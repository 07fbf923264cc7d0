//! Command-line interface for casepoll
//!
//! One command: sweep the window around a case number and report what the
//! status endpoint says about each identifier.

use anyhow::Result;
use clap::Parser;
use serde_json::{Map, Value, json};
use std::path::PathBuf;

mod output;
mod poll;

pub use output::Output;

use crate::report::ReportFormat;

#[derive(Parser, Debug)]
#[command(
    name = "casepoll",
    version = env!("CARGO_PKG_VERSION"),
    about = "Poll case statuses around a receipt number",
    long_about = "casepoll queries the case status endpoint for every receipt number in a \
                  window around the one given, in parallel batches, and writes a dated report."
)]
pub struct Cli {
    /// Half-width of the window around the case number
    #[arg(short, long, value_parser = clap::value_parser!(u64).range(1..))]
    pub batch: u64,

    /// Case number: 3-character prefix followed by digits (e.g. IOE0912345678)
    #[arg(short = 'c', long = "case-num", value_name = "CASE")]
    pub case_num: String,

    /// Only report cases of this exact type (e.g. I-130, IR-1)
    #[arg(short = 't', long = "case-type-filter", value_name = "TYPE")]
    pub case_type_filter: Option<String>,

    /// Increase verbosity (can be repeated)
    #[arg(short, long, action = clap::ArgAction::Count)]
    pub verbose: u8,

    /// Suppress everything but the report
    #[arg(short, long)]
    pub quiet: bool,

    /// Print the query plan without sending any request
    #[arg(long)]
    pub dry_run: bool,

    /// Use custom configuration file
    #[arg(long, value_name = "FILE")]
    pub config: Option<String>,

    /// Cap the parallelism degree
    #[arg(long, value_name = "N", value_parser = clap::value_parser!(u64).range(1..))]
    pub workers: Option<u64>,

    /// Report file format
    #[arg(long, value_enum)]
    pub format: Option<ReportFormat>,

    /// Directory the report is written to
    #[arg(long, value_name = "DIR")]
    pub output_dir: Option<PathBuf>,

    /// Sort the report by case number instead of arrival order
    #[arg(long)]
    pub sort: bool,

    /// Skip the identifiers that do not fill a whole batch
    #[arg(long)]
    pub drop_remainder: bool,
}

impl Cli {
    pub fn run(self) -> Result<()> {
        setup_logging(self.verbose, self.quiet);

        let output = Output::new(self.verbose > 0, self.quiet);
        poll::execute(&self, &output)
    }

    /// Config layer built from the flags that were actually given
    pub fn config_overrides(&self) -> Value {
        let mut parallel = Map::new();
        if let Some(workers) = self.workers {
            parallel.insert("max_threads".into(), json!(workers));
        }
        if self.drop_remainder {
            parallel.insert("remainder".into(), json!("drop"));
        }

        let mut report = Map::new();
        if let Some(format) = self.format {
            report.insert("format".into(), json!(format));
        }
        if let Some(dir) = &self.output_dir {
            report.insert("output_dir".into(), json!(dir));
        }
        if self.sort {
            report.insert("sort_by_case".into(), json!(true));
        }

        let mut overrides = Map::new();
        if !parallel.is_empty() {
            overrides.insert("parallel".into(), Value::Object(parallel));
        }
        if !report.is_empty() {
            overrides.insert("report".into(), Value::Object(report));
        }
        Value::Object(overrides)
    }

    /// Type filter, with an empty value meaning no filter
    pub fn type_filter(&self) -> Option<String> {
        self.case_type_filter
            .as_deref()
            .map(str::trim)
            .filter(|filter| !filter.is_empty())
            .map(str::to_string)
    }
}

fn setup_logging(verbose: u8, quiet: bool) {
    if quiet {
        return;
    }

    let filter = tracing_subscriber::EnvFilter::try_from_default_env().unwrap_or_else(|_| {
        match verbose {
            0 => tracing_subscriber::EnvFilter::new("warn"),
            1 => tracing_subscriber::EnvFilter::new("info"),
            2 => tracing_subscriber::EnvFilter::new("debug,hyper=info,rustls=info"),
            _ => tracing_subscriber::EnvFilter::new("trace"),
        }
    });

    // stdout carries the report
    tracing_subscriber::fmt()
        .with_env_filter(filter)
        .with_target(false)
        .with_writer(std::io::stderr)
        .init();
}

######

PROBLEM DESCRIPTION: Retype all of the material. Each line must match exactly.

WRITTEN ANSWER:
repository 07fbf923264cc7d0
//! Command-line interface for casepoll
//!
//! One command: sweep the window around a case number and report what the
//! status endpoint says about each identifier.

use anyhow::Result;
use clap::Parser;
use serde_json::{Map, Value, json};
use std::path::PathBuf;

mod output;
mod poll;

pub use output::Output;

use crate::report::ReportFormat;

#[derive(Parser, Debug)]
#[command(
    name = "casepoll",
    version = env!("CARGO_PKG_VERSION"),
    about = "Poll case statuses around a receipt number",
    long_about = "casepoll queries the case status endpoint for every receipt number in a \
                  window around the one given, in parallel batches, and writes a dated report."
)]
pub struct Cli {
    /// Half-width of the window around the case number
    #[arg(short, long, value_parser = clap::value_parser!(u64).range(1..))]
    pub batch: u64,

    /// Case number: 3-character prefix followed by digits (e.g. IOE0912345678)
    #[arg(short = 'c', long = "case-num", value_name = "CASE")]
    pub case_num: String,

    /// Only report cases of this exact type (e.g. I-130, IR-1)
    #[arg(short = 't', long = "case-type-filter", value_name = "TYPE")]
    pub case_type_filter: Option<String>,

    /// Increase verbosity (can be repeated)
    #[arg(short, long, action = clap::ArgAction::Count)]
    pub verbose: u8,

    /// Suppress everything but the report
    #[arg(short, long)]
    pub quiet: bool,

    /// Print the query plan without sending any request
    #[arg(long)]
    pub dry_run: bool,

    /// Use custom configuration file
    #[arg(long, value_name = "FILE")]
    pub config: Option<String>,

    /// Cap the parallelism degree
    #[arg(long, value_name = "N", value_parser = clap::value_parser!(u64).range(1..))]
    pub workers: Option<u64>,

    /// Report file format
    #[arg(long, value_enum)]
    pub format: Option<ReportFormat>,

    /// Directory the report is written to
    #[arg(long, value_name = "DIR")]
    pub output_dir: Option<PathBuf>,

    /// Sort the report by case number instead of arrival order
    #[arg(long)]
    pub sort: bool,

    /// Skip the identifiers that do not fill a whole batch
    #[arg(long)]
    pub drop_remainder: bool,
}

impl Cli {
    pub fn run(self) -> Result<()> {
        setup_logging(self.verbose, self.quiet);

        let output = Output::new(self.verbose > 0, self.quiet);
        poll::execute(&self, &output)
    }

    /// Config layer built from the flags that were actually given
    pub fn config_overrides(&self) -> Value {
        let mut parallel = Map::new();
        if let Some(workers) = self.workers {
            parallel.insert("max_threads".into(), json!(workers));
        }
        if self.drop_remainder {
            parallel.insert("remainder".into(), json!("drop"));
        }

        let mut report = Map::new();
        if let Some(format) = self.format {
            report.insert("format".into(), json!(format));
        }
        if let Some(dir) = &self.output_dir {
            report.insert("output_dir".into(), json!(dir));
        }
        if self.sort {
            report.insert("sort_by_case".into(), json!(true));
        }

        let mut overrides = Map::new();
        if !parallel.is_empty() {
            overrides.insert("parallel".into(), Value::Object(parallel));
        }
        if !report.is_empty() {
            overrides.insert("report".into(), Value::Object(report));
        }
        Value::Object(overrides)
    }

    /// Type filter, with an empty value meaning no filter
    pub fn type_filter(&self) -> Option<String> {
        self.case_type_filter
            .as_deref()
            .map(str::trim)
            .filter(|filter| !filter.is_empty())
            .map(str::to_string)
    }
}

fn setup_logging(verbose: u8, quiet: bool) {
    if quiet {
        return;
    }

    let filter = tracing_subscriber::EnvFilter::try_from_default_env().unwrap_or_else(|_| {
        match verbose {
            0 => tracing_subscriber::EnvFilter::new("warn"),
            1 => tracing_subscriber::EnvFilter::new("info"),
            2 => tracing_subscriber::EnvFilter::new("debug,hyper=info,rustls=info"),
            _ => tracing_subscriber::EnvFilter::new("trace"),
        }
    });

    // stdout carries the report
    tracing_subscriber::fmt()
        .with_env_filter(filter)
        .with_target(false)
        .with_writer(std::io::stderr)
        .init();
}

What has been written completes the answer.